(Stored items)
[Start of Attachment]

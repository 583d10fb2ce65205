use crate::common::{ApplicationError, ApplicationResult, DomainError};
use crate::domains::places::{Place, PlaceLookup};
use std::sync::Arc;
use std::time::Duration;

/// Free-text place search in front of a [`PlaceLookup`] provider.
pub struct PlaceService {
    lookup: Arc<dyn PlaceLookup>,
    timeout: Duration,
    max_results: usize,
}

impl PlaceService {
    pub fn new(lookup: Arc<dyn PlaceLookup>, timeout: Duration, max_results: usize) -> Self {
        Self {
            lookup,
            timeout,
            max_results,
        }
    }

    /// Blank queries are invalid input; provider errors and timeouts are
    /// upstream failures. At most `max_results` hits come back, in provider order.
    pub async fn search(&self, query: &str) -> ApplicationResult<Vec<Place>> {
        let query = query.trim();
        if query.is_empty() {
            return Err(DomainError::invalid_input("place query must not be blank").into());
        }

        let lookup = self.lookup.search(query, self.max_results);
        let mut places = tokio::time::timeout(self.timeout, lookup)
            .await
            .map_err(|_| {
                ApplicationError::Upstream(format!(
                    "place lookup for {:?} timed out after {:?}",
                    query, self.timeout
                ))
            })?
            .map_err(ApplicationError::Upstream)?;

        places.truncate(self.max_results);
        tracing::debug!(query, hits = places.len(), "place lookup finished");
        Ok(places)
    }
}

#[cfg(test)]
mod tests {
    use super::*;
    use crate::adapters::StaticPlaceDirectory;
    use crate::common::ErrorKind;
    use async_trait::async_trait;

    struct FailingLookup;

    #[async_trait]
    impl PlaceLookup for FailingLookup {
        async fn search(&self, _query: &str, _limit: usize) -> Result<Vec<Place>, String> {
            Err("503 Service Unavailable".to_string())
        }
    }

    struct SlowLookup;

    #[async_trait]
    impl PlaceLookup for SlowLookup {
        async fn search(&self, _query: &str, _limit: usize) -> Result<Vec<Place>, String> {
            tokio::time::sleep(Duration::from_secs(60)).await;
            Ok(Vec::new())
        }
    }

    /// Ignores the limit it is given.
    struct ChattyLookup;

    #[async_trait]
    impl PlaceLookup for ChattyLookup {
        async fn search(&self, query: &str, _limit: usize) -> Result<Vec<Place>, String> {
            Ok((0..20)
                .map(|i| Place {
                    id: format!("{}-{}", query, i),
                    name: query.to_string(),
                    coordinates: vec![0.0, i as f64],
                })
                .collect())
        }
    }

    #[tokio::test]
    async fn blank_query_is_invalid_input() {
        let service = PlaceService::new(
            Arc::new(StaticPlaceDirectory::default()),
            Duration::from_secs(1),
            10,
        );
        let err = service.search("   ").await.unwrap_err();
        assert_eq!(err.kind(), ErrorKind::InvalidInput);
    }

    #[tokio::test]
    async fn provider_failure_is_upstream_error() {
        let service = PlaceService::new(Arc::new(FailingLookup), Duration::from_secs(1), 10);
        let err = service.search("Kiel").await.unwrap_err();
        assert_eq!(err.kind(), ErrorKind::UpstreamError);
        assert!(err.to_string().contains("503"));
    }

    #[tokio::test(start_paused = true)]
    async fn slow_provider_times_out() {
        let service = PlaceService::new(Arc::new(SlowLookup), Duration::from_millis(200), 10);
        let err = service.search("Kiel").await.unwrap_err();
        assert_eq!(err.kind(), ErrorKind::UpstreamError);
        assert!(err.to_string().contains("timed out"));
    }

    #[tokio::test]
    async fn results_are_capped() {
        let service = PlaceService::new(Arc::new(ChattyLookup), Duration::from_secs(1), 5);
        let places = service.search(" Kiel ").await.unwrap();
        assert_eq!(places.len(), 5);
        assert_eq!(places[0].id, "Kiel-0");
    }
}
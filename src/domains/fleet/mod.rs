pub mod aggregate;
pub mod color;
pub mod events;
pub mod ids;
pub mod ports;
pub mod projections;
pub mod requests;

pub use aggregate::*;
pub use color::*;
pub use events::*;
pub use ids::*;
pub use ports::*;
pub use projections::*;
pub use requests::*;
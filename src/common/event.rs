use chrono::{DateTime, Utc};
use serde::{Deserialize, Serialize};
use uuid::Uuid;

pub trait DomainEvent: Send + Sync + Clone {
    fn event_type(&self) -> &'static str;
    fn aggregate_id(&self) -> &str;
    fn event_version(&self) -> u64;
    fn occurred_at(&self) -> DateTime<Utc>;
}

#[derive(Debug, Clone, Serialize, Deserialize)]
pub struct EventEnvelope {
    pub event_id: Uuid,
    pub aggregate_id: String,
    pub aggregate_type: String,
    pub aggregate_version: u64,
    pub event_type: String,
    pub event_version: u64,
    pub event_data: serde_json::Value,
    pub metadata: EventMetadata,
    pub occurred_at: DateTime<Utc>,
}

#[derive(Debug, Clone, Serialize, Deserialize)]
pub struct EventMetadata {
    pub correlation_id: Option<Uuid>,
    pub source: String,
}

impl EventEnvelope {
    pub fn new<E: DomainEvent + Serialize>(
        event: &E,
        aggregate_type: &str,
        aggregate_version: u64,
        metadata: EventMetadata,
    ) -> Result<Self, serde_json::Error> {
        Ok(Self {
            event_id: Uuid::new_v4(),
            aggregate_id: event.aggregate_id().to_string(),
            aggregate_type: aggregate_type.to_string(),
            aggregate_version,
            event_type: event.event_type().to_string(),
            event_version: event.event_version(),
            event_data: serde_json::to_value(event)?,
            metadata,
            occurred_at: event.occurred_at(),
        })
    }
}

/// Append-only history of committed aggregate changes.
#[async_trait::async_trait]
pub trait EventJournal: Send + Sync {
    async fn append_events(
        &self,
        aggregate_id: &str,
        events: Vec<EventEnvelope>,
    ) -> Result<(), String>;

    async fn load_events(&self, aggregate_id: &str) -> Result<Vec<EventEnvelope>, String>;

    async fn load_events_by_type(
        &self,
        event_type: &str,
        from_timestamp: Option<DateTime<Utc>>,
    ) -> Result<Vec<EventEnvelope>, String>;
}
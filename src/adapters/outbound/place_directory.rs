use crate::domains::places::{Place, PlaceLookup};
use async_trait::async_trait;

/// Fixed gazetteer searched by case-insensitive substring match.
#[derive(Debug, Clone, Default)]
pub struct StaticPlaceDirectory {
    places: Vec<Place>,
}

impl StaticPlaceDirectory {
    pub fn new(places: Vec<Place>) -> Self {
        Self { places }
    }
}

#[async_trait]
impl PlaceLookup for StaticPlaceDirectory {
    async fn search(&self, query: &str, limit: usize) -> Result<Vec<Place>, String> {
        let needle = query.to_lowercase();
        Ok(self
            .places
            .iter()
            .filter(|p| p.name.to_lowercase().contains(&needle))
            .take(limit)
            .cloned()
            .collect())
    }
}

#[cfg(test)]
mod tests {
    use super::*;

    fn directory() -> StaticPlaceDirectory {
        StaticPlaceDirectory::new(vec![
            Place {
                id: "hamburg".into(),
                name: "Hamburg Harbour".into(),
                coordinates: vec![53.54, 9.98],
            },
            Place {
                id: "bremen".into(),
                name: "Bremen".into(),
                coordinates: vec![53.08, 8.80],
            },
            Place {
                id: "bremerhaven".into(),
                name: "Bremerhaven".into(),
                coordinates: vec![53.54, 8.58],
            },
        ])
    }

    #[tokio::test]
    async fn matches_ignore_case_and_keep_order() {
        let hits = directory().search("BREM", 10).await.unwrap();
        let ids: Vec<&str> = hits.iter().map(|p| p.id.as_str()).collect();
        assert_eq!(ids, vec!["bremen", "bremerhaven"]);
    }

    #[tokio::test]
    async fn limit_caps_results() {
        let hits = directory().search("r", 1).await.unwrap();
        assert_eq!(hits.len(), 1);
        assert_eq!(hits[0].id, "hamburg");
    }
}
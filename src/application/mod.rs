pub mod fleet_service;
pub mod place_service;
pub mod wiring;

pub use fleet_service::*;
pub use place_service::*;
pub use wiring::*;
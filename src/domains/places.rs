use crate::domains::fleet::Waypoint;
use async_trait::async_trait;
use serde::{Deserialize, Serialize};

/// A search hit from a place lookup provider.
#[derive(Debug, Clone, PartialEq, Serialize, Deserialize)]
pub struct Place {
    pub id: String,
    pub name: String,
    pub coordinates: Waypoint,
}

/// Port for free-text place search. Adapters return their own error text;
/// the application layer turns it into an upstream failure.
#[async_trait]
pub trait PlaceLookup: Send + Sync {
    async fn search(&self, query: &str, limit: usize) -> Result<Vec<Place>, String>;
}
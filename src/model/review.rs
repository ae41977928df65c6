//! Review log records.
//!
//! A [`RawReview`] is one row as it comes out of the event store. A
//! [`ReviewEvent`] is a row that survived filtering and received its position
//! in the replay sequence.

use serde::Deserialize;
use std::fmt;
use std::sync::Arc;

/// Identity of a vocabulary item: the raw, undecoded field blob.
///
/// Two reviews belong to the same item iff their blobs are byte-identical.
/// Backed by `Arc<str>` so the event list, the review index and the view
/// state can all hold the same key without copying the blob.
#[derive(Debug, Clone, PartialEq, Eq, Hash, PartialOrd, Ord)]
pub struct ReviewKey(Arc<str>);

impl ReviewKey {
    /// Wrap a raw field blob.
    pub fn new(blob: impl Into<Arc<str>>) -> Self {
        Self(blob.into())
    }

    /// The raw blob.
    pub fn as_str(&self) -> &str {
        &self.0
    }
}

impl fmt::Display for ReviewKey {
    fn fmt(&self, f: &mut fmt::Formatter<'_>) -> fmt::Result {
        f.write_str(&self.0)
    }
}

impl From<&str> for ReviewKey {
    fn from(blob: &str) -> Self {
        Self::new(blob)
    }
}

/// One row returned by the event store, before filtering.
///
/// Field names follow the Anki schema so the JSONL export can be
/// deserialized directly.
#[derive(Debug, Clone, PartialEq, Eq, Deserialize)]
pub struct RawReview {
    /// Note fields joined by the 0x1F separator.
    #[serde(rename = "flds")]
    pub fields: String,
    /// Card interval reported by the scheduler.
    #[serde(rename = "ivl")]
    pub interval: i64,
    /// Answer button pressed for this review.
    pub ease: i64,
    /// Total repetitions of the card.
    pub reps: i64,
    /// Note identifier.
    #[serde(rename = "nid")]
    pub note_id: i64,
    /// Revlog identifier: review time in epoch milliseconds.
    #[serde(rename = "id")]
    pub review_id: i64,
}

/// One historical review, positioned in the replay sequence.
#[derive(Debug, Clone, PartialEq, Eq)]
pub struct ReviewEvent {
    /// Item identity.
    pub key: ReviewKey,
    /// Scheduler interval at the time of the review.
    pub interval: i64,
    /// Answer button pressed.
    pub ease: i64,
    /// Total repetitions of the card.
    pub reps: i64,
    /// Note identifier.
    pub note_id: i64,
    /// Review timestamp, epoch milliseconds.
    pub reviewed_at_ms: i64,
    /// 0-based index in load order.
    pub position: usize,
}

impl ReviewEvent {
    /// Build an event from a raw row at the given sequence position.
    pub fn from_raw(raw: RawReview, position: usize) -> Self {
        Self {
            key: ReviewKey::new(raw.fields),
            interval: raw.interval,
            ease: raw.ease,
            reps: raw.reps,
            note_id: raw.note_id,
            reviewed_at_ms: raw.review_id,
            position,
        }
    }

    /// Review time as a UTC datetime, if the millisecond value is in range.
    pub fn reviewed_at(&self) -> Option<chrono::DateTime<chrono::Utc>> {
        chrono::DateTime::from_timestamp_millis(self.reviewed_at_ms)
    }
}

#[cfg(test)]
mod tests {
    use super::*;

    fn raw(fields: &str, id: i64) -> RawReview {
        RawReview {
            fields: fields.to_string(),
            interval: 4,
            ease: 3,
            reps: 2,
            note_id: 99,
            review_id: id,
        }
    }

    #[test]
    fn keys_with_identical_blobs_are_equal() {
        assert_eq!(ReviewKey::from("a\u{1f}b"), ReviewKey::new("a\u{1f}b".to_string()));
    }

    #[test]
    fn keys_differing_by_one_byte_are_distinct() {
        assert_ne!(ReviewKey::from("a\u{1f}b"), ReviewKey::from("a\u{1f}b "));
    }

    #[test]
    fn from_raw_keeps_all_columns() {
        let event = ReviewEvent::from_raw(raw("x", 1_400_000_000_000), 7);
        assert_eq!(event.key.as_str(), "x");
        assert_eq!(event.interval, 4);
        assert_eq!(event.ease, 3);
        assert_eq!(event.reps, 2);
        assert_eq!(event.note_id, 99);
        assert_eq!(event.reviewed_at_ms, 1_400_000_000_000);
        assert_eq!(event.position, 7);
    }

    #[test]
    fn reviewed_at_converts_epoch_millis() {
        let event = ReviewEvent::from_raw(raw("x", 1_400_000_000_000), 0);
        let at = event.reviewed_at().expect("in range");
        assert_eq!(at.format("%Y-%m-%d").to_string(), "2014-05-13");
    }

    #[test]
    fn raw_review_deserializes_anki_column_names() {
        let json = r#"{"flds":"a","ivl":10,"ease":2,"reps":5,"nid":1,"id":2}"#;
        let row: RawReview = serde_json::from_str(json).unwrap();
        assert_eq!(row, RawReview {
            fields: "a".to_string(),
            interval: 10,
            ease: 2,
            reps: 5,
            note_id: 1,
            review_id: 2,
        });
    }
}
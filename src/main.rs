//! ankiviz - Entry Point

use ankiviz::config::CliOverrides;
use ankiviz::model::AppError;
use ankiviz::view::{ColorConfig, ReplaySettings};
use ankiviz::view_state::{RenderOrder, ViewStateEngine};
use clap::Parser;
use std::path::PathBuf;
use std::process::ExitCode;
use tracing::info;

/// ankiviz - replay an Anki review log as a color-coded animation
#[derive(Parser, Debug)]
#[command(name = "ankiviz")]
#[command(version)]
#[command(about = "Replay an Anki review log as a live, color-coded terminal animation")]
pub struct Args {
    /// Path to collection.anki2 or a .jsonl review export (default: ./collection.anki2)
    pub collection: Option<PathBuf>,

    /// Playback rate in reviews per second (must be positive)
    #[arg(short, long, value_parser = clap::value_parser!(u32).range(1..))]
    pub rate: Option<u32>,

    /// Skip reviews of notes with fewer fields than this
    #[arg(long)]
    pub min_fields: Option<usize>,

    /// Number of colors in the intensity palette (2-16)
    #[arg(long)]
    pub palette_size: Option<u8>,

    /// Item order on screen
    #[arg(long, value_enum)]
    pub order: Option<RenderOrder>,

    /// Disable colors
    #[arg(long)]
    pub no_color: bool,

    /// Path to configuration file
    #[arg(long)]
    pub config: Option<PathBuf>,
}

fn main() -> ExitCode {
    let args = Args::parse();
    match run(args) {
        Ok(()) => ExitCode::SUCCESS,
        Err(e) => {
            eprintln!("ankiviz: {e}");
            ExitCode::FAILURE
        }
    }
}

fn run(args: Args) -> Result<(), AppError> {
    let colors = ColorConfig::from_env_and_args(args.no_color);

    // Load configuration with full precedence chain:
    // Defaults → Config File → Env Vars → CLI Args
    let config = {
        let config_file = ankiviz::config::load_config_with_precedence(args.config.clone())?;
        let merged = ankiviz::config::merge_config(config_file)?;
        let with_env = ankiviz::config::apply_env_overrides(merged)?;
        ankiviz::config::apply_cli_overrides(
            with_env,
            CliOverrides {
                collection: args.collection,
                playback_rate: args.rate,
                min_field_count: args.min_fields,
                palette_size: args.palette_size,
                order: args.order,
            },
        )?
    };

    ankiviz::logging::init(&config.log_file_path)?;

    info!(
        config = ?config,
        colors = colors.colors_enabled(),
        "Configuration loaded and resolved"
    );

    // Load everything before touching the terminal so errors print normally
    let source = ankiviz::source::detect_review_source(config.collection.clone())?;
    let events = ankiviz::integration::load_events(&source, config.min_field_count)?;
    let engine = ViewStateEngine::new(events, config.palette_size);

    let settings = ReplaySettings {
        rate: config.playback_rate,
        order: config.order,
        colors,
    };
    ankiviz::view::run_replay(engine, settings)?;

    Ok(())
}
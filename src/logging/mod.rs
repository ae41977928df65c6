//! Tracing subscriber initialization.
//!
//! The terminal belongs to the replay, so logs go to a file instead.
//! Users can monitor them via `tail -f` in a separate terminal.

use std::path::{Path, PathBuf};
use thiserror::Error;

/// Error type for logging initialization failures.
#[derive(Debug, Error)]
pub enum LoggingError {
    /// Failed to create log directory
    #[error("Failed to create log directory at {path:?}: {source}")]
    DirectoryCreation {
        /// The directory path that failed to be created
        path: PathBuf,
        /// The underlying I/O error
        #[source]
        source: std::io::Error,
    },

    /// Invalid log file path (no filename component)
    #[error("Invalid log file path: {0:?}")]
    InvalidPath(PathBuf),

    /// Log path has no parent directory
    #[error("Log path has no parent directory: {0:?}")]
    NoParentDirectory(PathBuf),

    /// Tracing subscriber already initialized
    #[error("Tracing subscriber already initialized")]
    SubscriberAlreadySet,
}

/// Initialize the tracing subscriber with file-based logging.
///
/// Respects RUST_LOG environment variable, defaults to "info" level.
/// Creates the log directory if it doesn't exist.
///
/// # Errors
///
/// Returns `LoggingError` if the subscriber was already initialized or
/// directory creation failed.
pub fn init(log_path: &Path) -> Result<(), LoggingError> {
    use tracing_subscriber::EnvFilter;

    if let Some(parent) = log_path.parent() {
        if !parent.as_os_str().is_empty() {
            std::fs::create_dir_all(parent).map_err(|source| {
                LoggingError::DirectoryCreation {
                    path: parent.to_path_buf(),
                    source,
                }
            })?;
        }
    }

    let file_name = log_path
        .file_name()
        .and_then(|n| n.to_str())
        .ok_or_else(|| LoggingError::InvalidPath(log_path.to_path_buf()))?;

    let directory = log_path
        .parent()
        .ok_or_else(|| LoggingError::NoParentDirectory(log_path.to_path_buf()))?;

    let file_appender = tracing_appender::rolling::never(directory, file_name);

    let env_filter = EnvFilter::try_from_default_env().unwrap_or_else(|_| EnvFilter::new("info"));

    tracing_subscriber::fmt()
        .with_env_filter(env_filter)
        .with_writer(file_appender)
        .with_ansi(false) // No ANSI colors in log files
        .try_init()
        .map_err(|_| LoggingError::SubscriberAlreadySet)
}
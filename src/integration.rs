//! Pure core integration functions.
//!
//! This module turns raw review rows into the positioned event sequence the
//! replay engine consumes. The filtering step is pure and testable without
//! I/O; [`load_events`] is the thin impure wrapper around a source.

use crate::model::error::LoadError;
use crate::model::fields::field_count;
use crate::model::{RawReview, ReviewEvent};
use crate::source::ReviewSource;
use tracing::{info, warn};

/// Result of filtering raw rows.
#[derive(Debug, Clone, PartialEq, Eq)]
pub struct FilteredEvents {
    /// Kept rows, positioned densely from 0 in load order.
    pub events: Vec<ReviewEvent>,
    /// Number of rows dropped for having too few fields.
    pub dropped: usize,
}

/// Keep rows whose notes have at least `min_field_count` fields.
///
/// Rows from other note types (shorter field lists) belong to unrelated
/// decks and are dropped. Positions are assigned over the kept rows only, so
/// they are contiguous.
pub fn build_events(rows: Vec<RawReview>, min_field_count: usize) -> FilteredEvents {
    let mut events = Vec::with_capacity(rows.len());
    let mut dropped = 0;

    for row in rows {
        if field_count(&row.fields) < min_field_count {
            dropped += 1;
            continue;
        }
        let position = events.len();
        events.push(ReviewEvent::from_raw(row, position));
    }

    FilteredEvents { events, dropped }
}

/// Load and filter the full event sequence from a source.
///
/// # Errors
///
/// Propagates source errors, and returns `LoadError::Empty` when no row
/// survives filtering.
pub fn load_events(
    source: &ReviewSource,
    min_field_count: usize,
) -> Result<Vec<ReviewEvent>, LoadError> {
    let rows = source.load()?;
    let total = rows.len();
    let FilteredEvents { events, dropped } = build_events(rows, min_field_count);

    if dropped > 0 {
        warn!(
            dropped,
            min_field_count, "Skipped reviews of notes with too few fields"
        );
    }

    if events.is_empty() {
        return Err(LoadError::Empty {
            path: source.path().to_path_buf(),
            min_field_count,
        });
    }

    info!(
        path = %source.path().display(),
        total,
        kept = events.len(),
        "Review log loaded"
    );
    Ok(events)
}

[End of Attachment]

PROBLEM: Work out how many lines of the data hold the string "Send". State only that number.

OUTPUT BELOW: 3